Output exactly the lines from the one containing "let start = Utc.with_ymd_and_hms(2025, 1, 1, 0, 0, 0).unwrap();" to the last line of the material, inclusive, and nothing more.

* **Records provided**
== == ==
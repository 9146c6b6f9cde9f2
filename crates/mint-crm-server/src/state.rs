// Copyright (C) 2025 MINT CRM contributors
// SPDX-License-Identifier: AGPL-3.0-or-later
//! Shared state handed to every handler.

use std::path::PathBuf;
use std::sync::Arc;

use sqlx::PgPool;

use mint_crm_core::messaging::{
    CaseNotifier, DisabledSmsGateway, EmailService, HttpSmsGateway, LogMailer, MailError, Mailer,
    SmsGateway, SmsService, SmtpMailer,
};

use crate::auth::TokenIssuer;
use crate::config::Config;

#[derive(Clone)]
pub struct AppState {
    pub pool: PgPool,
    pub config: Arc<Config>,
    pub tokens: TokenIssuer,
    pub notifier: Arc<CaseNotifier>,
    pub media_dir: PathBuf,
}

impl AppState {
    /// State with the transports described by `config`: SMTP when
    /// `SMTP_HOST` is set (a logging mailer otherwise) and the HTTP SMS
    /// gateway when `BASE_SMS_URL` is set (SMS disabled otherwise).
    pub fn new(pool: PgPool, config: Config) -> Result<Self, MailError> {
        let mailer: Arc<dyn Mailer> = match &config.smtp {
            Some(settings) => Arc::new(SmtpMailer::new(settings)?),
            None => {
                tracing::warn!("SMTP_HOST not set, outbound email will only be logged");
                Arc::new(LogMailer)
            }
        };
        let gateway: Arc<dyn SmsGateway> = match &config.sms_base_url {
            Some(url) => Arc::new(HttpSmsGateway::new(url.clone(), config.sms_timeout)),
            None => {
                tracing::warn!("BASE_SMS_URL not set, SMS sending is disabled");
                Arc::new(DisabledSmsGateway)
            }
        };
        Ok(Self::with_transports(pool, config, mailer, gateway))
    }

    /// State with explicit transports, used by tests.
    pub fn with_transports(
        pool: PgPool,
        config: Config,
        mailer: Arc<dyn Mailer>,
        gateway: Arc<dyn SmsGateway>,
    ) -> Self {
        let emails = EmailService::new(pool.clone(), mailer, config.default_from_email.clone());
        let sms = SmsService::new(pool.clone(), gateway, config.sms_from_number.clone());
        let notifier = Arc::new(CaseNotifier::new(pool.clone(), emails, sms));
        let tokens = TokenIssuer::new(
            &config.jwt_secret,
            config.access_token_ttl,
            config.refresh_token_ttl,
        );
        Self {
            pool,
            media_dir: config.media_dir.clone(),
            config: Arc::new(config),
            tokens,
            notifier,
        }
    }

    pub fn emails(&self) -> &EmailService {
        self.notifier.emails()
    }

    pub fn sms(&self) -> &SmsService {
        self.notifier.sms()
    }
}
pub async fn list_templates(
    State(state): State<AppState>,
    _user: CurrentUser,
    AppQuery(page): AppQuery<PageParams>,
    AppQuery(active): AppQuery<ActiveParam>,
) -> ApiResult<Json<Paginated<MeetingTemplate>>> {
    Ok(Json(template_page(&state, active.is_active, page).await?))
}

/// `GET /api/meeting-templates/active/`
pub async fn active_templates(
    State(state): State<AppState>,
    _user: CurrentUser,
    AppQuery(page): AppQuery<PageParams>,
) -> ApiResult<Json<Paginated<MeetingTemplate>>> {
    Ok(Json(template_page(&state, Some(true), page).await?))
}

pub async fn get_template(
    State(state): State<AppState>,
    _user: CurrentUser,
    Path(id): Path<i64>,
) -> ApiResult<Json<MeetingTemplate>> {
    Ok(Json(template(&state, id).await?))
}

pub async fn create_template(
    State(state): State<AppState>,
    user: CurrentUser,
    AppJson(input): AppJson<MeetingTemplateInput>,
) -> ApiResult<(StatusCode, Json<MeetingTemplate>)> {
    let actor = user.require_agent()?;
    validate_template(&input, true)?;
    let template = db::meetings::create_template(&state.pool, &input, actor.id).await?;
    Ok((StatusCode::CREATED, Json(template)))
}

pub async fn update_template(
    State(state): State<AppState>,
    user: CurrentUser,
    Path(id): Path<i64>,
    AppJson(input): AppJson<MeetingTemplateInput>,
) -> ApiResult<Json<MeetingTemplate>> {
    user.require_agent()?;
    validate_template(&input, false)?;
    let template = db::meetings::update_template(&state.pool, id, &input)
        .await?
        .ok_or_else(|| ApiError::not_found("Meeting template"))?;
    Ok(Json(template))
}

pub async fn delete_template(
    State(state): State<AppState>,
    user: CurrentUser,
    Path(id): Path<i64>,
) -> ApiResult<StatusCode> {
    user.require_agent()?;
    if !db::meetings::delete_template(&state.pool, id).await? {
        return Err(ApiError::not_found("Meeting template"));
    }
    Ok(no_content())
}

#[derive(Debug, Deserialize)]
pub struct FromTemplateRequest {
    pub title: Option<String>,
    pub start_time: Option<DateTime<Utc>>,
    pub attendee_ids: Option<Vec<i64>>,
}

/// `POST /api/meeting-templates/{id}/create_meeting/`
pub async fn create_from_template(
    State(state): State<AppState>,
    CurrentUser(user): CurrentUser,
    Path(id): Path<i64>,
    AppJson(req): AppJson<FromTemplateRequest>,
) -> ApiResult<(StatusCode, Json<MeetingView>)> {
    let template = template(&state, id).await?;
    let start = req
        .start_time
        .ok_or_else(|| ApiError::bad_request("start_time is required"))?;
    let (input, end) =
        db::meetings::meeting_from_template(&template, req.title, start, req.attendee_ids);
    MeetingInput::validate_window(start, end)?;

    let meeting = db::meetings::create_meeting(&state.pool, &input, user.id, start, end).await?;
    tracing::info!(meeting_id = meeting.id, template_id = id, "Meeting created from template");
    Ok((StatusCode::CREATED, Json(view(&state, meeting).await?)))
}

#[cfg(test)]
mod tests {
    use super::*;
    use chrono::TimeZone;

    #[test]
    fn test_is_hex_color() {
        assert!(is_hex_color("#3B82F6"));
        assert!(is_hex_color("#abcdef"));
        assert!(!is_hex_color("3B82F6"));
        assert!(!is_hex_color("#3B82F"));
        assert!(!is_hex_color("#GGGGGG"));
    }

    #[test]
    fn test_category_name_required_on_create_only() {
        let empty = MeetingCategoryInput::default();
        assert!(validate_category(&empty, true).is_err());
        assert!(validate_category(&empty, false).is_ok());
    }

    #[test]
    fn test_day_start() {
        let now = Utc.with_ymd_and_hms(2025, 3, 14, 15, 9, 26).unwrap();
        assert_eq!(
            day_start(now),
            Utc.with_ymd_and_hms(2025, 3, 14, 0, 0, 0).unwrap()
        );
    }

    #[test]
    fn test_search_request_maps_to_filter() {
        let start = Utc.with_ymd_and_hms(2025, 1, 1, 0, 0, 0).unwrap();
        let filter = SearchRequest {
            title: Some("standup".into()),
            start_date: Some(start),
            ..Default::default()
        }
        .into_filter();
        assert_eq!(filter.search.as_deref(), Some("standup"));
        assert_eq!(filter.start_after, Some(start));
        assert!(filter.start_before.is_none());

        let blank = SearchRequest {
            title: Some("  ".into()),
            ..Default::default()
        }
        .into_filter();
        assert!(blank.search.is_none());
    }
}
== == ==
* **Answer section**
        let start = Utc.with_ymd_and_hms(2025, 1, 1, 0, 0, 0).unwrap();
        let filter = SearchRequest {
            title: Some("standup".into()),
            start_date: Some(start),
            ..Default::default()
        }
        .into_filter();
        assert_eq!(filter.search.as_deref(), Some("standup"));
        assert_eq!(filter.start_after, Some(start));
        assert!(filter.start_before.is_none());

        let blank = SearchRequest {
            title: Some("  ".into()),
            ..Default::default()
        }
        .into_filter();
        assert!(blank.search.is_none());
    }
}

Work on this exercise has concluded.